- **WORK TASK**: Every line below that includes the word "Serialize" needs to be copied.
##########
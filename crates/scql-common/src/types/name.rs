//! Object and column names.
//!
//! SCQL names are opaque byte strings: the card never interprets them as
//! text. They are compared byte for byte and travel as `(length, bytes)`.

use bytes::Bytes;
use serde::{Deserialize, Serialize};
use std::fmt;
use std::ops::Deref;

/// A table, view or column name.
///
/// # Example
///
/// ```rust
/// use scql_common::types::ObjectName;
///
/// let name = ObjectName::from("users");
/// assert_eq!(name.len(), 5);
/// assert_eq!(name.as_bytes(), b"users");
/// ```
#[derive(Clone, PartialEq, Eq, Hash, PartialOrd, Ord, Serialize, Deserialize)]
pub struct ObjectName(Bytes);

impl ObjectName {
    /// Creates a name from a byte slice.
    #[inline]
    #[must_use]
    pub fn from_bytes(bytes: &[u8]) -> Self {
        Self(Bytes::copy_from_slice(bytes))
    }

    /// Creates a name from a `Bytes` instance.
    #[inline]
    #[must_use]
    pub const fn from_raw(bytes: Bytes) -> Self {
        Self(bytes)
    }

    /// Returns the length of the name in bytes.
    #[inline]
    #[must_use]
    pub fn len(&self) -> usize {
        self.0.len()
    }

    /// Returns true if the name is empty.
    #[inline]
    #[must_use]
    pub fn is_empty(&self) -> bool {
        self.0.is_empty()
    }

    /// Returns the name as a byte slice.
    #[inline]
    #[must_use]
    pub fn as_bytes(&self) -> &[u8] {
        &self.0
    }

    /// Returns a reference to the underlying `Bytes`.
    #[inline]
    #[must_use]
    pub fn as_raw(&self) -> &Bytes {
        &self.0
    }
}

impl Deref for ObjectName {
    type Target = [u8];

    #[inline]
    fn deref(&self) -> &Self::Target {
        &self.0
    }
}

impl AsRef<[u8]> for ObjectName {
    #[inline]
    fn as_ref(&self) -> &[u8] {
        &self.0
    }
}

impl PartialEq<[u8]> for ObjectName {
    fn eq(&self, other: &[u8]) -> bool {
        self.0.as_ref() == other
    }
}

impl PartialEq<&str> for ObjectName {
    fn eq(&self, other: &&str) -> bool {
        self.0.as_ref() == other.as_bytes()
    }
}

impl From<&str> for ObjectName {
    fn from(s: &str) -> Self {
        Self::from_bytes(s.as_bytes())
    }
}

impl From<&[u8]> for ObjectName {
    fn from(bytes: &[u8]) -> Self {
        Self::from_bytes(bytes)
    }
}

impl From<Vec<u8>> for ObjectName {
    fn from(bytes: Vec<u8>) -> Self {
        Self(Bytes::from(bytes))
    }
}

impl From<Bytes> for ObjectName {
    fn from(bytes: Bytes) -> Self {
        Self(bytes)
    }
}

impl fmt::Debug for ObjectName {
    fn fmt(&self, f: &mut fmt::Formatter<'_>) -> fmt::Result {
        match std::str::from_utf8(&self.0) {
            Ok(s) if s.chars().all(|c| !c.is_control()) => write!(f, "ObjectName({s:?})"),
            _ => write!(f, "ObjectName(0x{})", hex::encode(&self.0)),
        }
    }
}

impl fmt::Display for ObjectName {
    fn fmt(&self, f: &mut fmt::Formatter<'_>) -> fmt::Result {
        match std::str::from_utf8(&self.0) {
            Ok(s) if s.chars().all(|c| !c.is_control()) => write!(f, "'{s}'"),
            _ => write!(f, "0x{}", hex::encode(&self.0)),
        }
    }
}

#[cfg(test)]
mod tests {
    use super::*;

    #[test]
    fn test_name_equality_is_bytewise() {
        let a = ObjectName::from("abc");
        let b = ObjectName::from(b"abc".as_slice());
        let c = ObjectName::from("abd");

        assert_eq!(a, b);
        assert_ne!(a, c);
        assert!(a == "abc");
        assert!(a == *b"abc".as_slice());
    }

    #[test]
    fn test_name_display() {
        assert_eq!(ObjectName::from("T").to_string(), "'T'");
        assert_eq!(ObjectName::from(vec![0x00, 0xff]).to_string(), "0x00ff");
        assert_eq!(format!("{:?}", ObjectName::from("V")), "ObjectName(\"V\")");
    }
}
##########
- **SOLVED PROBLEM**:
use serde::{Deserialize, Serialize};
#[derive(Clone, PartialEq, Eq, Hash, PartialOrd, Ord, Serialize, Deserialize)]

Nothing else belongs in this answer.